**Work instructions**
In the entries below, count every line with the string "true". State the count and nothing else.

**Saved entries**
»»
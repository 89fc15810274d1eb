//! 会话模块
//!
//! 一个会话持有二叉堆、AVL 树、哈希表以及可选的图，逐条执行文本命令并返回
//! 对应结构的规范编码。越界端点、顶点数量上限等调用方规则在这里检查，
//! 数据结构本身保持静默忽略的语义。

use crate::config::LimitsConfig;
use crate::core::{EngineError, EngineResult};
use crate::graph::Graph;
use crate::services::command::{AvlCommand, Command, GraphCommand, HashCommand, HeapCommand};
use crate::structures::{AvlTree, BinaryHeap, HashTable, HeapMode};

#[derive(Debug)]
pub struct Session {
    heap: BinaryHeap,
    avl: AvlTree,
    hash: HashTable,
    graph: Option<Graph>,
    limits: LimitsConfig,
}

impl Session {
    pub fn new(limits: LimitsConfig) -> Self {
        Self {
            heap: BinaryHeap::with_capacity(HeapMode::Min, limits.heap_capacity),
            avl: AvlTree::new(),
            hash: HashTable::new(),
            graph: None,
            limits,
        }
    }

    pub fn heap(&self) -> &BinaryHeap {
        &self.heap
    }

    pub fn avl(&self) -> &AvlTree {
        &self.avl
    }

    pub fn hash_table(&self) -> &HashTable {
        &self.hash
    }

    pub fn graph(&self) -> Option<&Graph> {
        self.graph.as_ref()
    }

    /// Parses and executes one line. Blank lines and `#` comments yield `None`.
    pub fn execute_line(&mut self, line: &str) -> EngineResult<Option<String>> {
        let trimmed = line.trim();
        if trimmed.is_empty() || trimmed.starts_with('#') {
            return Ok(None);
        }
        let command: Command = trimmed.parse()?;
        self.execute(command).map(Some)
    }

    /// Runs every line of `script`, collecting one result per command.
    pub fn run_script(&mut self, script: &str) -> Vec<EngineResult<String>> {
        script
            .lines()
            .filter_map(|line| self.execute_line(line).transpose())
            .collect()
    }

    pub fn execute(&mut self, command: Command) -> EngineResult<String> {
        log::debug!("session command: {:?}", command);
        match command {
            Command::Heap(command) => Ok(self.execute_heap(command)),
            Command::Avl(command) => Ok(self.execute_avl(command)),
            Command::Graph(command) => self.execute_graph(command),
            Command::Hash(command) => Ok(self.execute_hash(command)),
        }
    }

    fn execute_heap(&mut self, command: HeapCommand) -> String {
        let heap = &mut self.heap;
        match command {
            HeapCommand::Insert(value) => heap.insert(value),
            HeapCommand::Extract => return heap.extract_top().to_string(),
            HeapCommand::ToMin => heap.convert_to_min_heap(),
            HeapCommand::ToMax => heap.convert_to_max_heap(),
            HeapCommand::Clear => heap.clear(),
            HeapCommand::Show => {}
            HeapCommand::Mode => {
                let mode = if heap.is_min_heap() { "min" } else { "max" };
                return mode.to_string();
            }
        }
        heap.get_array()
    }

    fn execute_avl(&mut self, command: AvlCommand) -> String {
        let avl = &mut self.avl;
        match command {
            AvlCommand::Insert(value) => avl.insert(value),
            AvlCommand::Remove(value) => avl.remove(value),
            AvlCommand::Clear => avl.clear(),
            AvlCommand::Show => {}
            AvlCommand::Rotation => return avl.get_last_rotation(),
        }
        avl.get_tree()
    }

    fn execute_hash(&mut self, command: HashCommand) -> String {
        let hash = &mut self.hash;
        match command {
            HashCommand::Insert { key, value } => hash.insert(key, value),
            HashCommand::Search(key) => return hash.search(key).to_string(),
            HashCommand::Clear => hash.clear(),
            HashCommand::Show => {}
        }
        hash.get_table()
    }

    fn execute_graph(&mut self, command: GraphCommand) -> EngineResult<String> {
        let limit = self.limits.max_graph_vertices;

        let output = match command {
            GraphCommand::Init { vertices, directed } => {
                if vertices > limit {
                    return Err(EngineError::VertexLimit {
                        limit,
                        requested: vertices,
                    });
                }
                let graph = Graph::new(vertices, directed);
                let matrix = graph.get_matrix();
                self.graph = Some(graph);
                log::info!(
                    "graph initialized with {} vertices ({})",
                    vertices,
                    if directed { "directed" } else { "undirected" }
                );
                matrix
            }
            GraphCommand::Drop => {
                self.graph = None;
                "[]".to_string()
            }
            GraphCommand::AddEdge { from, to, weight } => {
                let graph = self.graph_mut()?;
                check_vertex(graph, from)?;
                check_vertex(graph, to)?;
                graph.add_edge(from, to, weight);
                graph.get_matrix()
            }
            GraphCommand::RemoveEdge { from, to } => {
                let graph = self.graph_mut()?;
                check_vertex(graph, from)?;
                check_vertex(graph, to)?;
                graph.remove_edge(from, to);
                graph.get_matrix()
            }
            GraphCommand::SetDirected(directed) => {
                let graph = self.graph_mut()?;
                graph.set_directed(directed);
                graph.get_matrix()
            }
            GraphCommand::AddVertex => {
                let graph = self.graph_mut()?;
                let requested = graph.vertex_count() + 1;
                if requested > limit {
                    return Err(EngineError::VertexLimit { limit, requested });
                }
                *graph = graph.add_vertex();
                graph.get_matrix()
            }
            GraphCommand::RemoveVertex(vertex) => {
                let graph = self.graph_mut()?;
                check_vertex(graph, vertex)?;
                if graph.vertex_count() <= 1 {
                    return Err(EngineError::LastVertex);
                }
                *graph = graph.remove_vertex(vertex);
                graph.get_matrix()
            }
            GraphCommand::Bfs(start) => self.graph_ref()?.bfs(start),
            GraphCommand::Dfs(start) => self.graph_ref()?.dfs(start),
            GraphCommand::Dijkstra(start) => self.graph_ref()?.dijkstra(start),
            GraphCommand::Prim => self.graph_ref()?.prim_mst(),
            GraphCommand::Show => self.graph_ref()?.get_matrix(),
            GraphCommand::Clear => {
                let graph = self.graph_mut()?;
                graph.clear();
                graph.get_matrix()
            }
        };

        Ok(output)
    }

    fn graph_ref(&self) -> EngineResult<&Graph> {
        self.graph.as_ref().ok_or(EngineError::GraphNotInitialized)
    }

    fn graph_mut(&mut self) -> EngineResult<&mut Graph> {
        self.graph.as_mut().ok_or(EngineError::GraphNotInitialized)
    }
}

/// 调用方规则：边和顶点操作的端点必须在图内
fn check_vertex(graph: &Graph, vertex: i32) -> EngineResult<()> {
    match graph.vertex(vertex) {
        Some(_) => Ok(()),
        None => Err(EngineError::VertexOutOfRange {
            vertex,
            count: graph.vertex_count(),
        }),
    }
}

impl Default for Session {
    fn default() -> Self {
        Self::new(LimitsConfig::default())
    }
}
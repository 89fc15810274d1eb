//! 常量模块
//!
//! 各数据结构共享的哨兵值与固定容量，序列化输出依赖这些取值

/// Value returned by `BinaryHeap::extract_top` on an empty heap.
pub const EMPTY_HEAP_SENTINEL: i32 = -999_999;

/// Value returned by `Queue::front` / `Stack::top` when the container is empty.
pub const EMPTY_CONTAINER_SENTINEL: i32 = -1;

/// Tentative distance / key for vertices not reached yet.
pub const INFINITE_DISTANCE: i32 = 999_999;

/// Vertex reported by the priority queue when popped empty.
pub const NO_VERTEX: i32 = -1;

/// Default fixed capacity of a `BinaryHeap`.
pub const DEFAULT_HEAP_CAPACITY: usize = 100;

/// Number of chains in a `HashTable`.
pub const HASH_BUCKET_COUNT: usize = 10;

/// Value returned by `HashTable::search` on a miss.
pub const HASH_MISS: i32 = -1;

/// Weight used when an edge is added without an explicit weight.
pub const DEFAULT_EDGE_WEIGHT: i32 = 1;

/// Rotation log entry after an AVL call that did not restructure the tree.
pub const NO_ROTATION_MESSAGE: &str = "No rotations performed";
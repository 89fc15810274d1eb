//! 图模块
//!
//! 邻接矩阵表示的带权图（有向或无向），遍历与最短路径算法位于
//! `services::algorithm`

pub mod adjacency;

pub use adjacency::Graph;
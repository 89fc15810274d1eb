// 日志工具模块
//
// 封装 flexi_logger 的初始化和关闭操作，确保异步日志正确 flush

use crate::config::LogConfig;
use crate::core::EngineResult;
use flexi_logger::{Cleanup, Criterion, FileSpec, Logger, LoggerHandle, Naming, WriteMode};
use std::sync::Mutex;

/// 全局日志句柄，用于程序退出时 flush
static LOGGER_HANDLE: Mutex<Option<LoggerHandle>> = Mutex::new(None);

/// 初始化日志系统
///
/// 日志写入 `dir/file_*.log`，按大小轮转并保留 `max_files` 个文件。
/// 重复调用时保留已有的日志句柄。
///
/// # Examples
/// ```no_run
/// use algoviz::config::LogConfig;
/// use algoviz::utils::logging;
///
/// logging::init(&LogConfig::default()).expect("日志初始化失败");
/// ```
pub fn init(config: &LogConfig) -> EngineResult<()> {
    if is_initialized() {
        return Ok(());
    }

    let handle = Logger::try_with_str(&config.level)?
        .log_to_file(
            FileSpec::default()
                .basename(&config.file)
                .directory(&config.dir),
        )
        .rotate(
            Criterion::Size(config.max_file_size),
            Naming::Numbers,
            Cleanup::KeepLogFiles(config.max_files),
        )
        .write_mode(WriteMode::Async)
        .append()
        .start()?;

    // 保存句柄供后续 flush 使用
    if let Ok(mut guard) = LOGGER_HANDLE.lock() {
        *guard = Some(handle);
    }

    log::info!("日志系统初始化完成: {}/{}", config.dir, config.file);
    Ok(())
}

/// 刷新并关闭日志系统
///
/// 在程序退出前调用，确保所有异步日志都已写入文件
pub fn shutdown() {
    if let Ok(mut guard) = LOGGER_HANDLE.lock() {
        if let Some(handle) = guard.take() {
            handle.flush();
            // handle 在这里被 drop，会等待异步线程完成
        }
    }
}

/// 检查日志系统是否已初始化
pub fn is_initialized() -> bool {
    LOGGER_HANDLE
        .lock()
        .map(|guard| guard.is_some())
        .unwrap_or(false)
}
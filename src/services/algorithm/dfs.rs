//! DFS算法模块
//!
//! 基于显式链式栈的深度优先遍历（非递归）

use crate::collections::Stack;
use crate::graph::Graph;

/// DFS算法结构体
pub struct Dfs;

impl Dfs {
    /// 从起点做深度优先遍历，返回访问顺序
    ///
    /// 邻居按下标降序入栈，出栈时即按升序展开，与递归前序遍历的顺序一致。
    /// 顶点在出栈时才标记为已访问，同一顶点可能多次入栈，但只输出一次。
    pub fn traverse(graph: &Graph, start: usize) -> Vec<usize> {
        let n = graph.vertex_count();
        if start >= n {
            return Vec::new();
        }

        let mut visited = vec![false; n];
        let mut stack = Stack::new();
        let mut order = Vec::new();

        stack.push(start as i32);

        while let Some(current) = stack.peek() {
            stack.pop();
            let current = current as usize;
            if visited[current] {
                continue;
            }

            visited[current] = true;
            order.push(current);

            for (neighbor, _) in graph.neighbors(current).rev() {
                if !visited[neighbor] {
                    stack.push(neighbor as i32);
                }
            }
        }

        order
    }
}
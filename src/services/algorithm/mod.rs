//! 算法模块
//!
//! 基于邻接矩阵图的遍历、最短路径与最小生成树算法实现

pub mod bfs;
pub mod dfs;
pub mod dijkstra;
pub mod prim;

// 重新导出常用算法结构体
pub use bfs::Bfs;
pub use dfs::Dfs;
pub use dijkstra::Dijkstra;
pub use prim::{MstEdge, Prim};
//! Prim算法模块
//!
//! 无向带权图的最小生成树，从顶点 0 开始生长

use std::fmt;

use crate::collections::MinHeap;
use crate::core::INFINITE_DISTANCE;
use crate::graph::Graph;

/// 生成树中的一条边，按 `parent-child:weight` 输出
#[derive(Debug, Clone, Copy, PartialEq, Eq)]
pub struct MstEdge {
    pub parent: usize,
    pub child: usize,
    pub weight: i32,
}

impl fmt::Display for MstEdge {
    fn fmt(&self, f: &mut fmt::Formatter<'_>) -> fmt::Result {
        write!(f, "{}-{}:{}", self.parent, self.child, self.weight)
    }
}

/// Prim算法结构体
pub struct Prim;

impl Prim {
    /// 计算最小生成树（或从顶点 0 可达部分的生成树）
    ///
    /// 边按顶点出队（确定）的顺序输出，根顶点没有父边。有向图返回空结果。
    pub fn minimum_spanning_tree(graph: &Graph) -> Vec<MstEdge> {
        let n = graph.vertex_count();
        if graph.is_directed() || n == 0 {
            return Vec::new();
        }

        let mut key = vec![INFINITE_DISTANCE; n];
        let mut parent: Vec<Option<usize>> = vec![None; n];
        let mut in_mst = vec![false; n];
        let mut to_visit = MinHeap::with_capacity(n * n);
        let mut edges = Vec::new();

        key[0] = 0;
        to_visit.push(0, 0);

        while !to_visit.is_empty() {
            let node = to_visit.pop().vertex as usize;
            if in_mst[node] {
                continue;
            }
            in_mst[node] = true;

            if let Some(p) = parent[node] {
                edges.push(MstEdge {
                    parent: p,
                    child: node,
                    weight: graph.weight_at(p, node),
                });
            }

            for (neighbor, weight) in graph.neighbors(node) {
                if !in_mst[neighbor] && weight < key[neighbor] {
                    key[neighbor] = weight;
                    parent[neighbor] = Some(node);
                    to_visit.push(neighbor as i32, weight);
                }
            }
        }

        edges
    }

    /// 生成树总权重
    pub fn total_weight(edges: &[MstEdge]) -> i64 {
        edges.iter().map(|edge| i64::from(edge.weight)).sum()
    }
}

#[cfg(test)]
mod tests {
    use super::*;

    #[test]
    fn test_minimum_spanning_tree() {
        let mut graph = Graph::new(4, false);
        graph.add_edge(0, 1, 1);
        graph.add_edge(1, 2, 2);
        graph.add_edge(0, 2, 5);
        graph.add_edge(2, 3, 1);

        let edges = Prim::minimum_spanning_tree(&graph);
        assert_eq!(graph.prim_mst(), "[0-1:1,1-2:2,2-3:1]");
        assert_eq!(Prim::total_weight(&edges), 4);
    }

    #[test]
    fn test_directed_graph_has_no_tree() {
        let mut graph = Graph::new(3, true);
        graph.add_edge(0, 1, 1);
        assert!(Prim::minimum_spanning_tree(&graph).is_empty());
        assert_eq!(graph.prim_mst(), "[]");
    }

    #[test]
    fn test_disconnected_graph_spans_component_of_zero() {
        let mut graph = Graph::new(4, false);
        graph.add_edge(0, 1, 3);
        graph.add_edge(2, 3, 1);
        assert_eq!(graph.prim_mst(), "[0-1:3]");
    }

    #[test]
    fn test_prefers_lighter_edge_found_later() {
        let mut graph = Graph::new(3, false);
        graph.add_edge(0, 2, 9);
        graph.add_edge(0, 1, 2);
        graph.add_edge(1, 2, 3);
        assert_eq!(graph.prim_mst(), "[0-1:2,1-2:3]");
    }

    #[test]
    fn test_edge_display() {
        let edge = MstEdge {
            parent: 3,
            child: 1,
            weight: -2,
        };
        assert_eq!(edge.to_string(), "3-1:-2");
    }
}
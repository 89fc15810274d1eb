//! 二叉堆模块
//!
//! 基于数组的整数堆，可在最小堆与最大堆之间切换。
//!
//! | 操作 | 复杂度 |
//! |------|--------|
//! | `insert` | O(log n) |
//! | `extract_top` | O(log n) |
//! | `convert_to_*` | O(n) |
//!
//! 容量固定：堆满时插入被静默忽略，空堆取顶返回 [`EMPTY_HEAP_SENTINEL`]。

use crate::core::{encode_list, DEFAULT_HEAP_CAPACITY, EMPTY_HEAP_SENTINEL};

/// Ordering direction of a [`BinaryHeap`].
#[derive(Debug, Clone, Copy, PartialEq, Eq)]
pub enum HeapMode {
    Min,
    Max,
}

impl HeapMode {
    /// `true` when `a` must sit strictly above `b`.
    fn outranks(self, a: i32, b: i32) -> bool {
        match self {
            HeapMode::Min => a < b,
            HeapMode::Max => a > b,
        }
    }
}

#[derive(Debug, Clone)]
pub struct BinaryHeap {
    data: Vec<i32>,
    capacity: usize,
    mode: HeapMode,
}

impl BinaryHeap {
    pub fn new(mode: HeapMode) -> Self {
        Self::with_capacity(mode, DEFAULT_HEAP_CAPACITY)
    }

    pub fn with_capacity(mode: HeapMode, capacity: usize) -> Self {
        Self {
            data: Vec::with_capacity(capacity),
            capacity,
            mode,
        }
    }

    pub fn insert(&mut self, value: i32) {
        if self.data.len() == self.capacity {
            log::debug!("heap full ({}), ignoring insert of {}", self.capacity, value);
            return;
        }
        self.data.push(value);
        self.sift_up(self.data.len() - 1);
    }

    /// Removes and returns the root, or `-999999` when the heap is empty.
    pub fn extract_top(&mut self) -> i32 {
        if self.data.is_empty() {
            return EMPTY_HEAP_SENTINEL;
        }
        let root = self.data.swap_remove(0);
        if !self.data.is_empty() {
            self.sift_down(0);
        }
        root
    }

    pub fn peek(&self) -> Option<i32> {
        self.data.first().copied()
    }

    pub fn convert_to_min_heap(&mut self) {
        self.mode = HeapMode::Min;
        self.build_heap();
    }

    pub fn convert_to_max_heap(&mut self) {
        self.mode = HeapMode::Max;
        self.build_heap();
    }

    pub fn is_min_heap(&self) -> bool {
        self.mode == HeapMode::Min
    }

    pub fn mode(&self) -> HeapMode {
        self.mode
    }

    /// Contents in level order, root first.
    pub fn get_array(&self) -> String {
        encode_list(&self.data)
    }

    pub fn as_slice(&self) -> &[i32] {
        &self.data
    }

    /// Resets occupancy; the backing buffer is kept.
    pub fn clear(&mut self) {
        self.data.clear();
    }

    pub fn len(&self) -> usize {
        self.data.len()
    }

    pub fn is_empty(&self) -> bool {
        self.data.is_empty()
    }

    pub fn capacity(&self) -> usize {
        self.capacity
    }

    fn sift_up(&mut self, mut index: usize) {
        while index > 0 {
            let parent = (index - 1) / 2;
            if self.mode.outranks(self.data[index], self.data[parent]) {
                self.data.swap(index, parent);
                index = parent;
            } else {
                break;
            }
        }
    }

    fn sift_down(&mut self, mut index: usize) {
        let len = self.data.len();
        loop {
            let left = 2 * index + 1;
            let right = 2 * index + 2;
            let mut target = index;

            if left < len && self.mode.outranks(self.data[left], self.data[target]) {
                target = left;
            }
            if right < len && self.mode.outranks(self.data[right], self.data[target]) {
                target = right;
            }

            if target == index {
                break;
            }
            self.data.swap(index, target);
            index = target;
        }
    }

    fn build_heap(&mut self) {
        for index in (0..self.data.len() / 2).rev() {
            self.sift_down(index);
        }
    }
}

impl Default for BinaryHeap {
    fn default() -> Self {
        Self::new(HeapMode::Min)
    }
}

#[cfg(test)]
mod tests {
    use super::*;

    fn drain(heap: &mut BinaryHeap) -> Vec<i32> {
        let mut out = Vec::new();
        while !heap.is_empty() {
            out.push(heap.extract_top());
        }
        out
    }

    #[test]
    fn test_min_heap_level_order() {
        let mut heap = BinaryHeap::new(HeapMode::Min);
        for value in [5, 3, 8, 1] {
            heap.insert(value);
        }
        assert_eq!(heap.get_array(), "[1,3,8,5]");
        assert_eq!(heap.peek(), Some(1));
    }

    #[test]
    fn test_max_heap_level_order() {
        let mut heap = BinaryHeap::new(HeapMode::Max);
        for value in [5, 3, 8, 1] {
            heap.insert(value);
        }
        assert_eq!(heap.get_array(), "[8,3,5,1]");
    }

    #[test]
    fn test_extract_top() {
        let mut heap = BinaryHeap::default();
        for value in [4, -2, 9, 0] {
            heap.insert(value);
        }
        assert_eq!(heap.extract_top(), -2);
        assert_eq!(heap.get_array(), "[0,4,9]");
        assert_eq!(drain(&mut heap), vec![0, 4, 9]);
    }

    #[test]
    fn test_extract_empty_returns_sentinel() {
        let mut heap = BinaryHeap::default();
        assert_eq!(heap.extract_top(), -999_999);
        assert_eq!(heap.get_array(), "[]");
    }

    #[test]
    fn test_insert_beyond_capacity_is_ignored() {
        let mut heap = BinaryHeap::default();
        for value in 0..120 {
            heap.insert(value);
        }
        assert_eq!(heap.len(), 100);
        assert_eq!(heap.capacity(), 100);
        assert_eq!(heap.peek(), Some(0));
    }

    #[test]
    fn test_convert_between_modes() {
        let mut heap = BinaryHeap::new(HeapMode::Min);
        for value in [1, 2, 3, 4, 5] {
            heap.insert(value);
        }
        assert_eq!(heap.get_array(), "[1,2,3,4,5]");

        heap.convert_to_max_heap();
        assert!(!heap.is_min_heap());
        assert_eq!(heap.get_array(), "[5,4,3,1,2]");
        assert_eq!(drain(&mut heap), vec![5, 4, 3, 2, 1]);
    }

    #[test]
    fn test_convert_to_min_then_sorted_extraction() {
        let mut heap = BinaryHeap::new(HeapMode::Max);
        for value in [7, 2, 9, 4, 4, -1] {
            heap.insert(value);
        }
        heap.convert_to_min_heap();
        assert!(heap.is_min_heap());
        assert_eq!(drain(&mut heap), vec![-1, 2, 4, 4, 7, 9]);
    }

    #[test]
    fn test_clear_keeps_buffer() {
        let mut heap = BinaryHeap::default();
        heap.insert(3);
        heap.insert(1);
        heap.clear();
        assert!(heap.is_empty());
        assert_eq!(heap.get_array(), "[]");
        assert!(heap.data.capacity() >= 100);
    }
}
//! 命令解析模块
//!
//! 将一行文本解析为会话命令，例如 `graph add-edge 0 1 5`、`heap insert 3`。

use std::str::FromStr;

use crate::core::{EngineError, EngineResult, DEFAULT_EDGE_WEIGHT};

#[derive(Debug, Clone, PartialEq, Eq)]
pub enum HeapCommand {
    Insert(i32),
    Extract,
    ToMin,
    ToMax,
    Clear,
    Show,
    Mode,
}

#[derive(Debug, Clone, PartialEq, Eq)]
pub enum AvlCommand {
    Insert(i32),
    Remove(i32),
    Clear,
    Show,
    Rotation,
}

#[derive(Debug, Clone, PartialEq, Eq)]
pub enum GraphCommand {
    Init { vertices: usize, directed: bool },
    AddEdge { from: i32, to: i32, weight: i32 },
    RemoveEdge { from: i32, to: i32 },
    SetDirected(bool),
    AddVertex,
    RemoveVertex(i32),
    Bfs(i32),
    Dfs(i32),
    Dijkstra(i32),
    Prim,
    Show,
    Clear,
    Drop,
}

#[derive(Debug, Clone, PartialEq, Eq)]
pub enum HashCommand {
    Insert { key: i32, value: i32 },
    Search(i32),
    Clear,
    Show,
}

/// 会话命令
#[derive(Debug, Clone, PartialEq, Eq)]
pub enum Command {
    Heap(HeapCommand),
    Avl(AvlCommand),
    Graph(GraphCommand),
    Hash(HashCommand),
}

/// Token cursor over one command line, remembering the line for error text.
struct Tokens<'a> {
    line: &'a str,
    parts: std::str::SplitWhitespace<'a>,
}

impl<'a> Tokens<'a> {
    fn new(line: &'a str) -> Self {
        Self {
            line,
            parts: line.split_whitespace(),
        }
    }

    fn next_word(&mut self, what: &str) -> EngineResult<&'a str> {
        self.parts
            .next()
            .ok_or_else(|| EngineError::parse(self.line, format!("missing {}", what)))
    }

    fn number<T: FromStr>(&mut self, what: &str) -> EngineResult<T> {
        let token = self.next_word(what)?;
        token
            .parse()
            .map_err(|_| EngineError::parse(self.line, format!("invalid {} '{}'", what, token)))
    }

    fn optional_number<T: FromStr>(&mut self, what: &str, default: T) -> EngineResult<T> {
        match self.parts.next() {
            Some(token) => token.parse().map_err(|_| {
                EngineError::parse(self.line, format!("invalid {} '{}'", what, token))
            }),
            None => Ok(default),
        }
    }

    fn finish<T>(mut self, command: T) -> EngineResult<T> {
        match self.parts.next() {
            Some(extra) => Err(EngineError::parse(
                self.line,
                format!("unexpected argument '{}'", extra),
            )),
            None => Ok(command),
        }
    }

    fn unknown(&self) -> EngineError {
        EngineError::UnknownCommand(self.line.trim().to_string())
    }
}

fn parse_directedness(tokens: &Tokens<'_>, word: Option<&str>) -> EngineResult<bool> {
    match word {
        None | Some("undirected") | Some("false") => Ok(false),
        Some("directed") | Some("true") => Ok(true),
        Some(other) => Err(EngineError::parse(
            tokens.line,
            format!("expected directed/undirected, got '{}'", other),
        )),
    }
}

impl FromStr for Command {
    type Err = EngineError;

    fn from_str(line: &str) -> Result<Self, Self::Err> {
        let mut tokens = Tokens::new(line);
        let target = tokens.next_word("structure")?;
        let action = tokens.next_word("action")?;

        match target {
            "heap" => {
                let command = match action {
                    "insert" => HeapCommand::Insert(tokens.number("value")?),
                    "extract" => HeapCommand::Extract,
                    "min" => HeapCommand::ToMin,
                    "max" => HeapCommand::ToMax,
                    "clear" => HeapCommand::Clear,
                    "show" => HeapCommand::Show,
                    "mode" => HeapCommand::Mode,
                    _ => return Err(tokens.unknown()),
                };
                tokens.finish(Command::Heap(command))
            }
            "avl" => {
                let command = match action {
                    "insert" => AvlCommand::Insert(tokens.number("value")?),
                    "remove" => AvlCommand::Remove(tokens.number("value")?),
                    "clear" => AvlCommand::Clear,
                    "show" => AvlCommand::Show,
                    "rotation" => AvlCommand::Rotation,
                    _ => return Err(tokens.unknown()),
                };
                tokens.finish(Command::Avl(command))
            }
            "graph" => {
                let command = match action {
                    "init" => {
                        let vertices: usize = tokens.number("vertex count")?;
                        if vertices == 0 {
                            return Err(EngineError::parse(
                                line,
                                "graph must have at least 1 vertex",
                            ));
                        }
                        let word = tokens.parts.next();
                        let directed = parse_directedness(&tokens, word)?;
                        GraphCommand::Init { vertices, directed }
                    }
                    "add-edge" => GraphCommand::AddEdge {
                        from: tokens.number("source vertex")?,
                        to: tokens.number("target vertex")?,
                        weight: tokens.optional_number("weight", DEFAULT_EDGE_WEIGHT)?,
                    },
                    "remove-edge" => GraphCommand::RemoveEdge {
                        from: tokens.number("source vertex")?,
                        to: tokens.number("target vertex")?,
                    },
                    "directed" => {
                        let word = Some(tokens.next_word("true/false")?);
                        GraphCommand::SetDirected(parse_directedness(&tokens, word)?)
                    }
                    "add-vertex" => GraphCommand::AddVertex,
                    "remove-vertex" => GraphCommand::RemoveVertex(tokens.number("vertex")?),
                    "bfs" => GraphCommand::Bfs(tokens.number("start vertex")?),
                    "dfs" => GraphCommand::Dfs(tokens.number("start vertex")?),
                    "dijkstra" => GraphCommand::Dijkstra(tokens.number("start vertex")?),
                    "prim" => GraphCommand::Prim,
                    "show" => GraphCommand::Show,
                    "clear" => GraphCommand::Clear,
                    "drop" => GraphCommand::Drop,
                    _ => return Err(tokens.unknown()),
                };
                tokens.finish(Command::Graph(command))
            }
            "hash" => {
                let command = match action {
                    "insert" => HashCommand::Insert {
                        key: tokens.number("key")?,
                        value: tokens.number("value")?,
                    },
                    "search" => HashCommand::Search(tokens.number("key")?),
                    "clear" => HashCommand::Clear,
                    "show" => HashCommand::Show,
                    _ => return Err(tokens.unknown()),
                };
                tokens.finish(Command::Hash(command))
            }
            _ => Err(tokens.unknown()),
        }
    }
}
««
**Result of the task**
6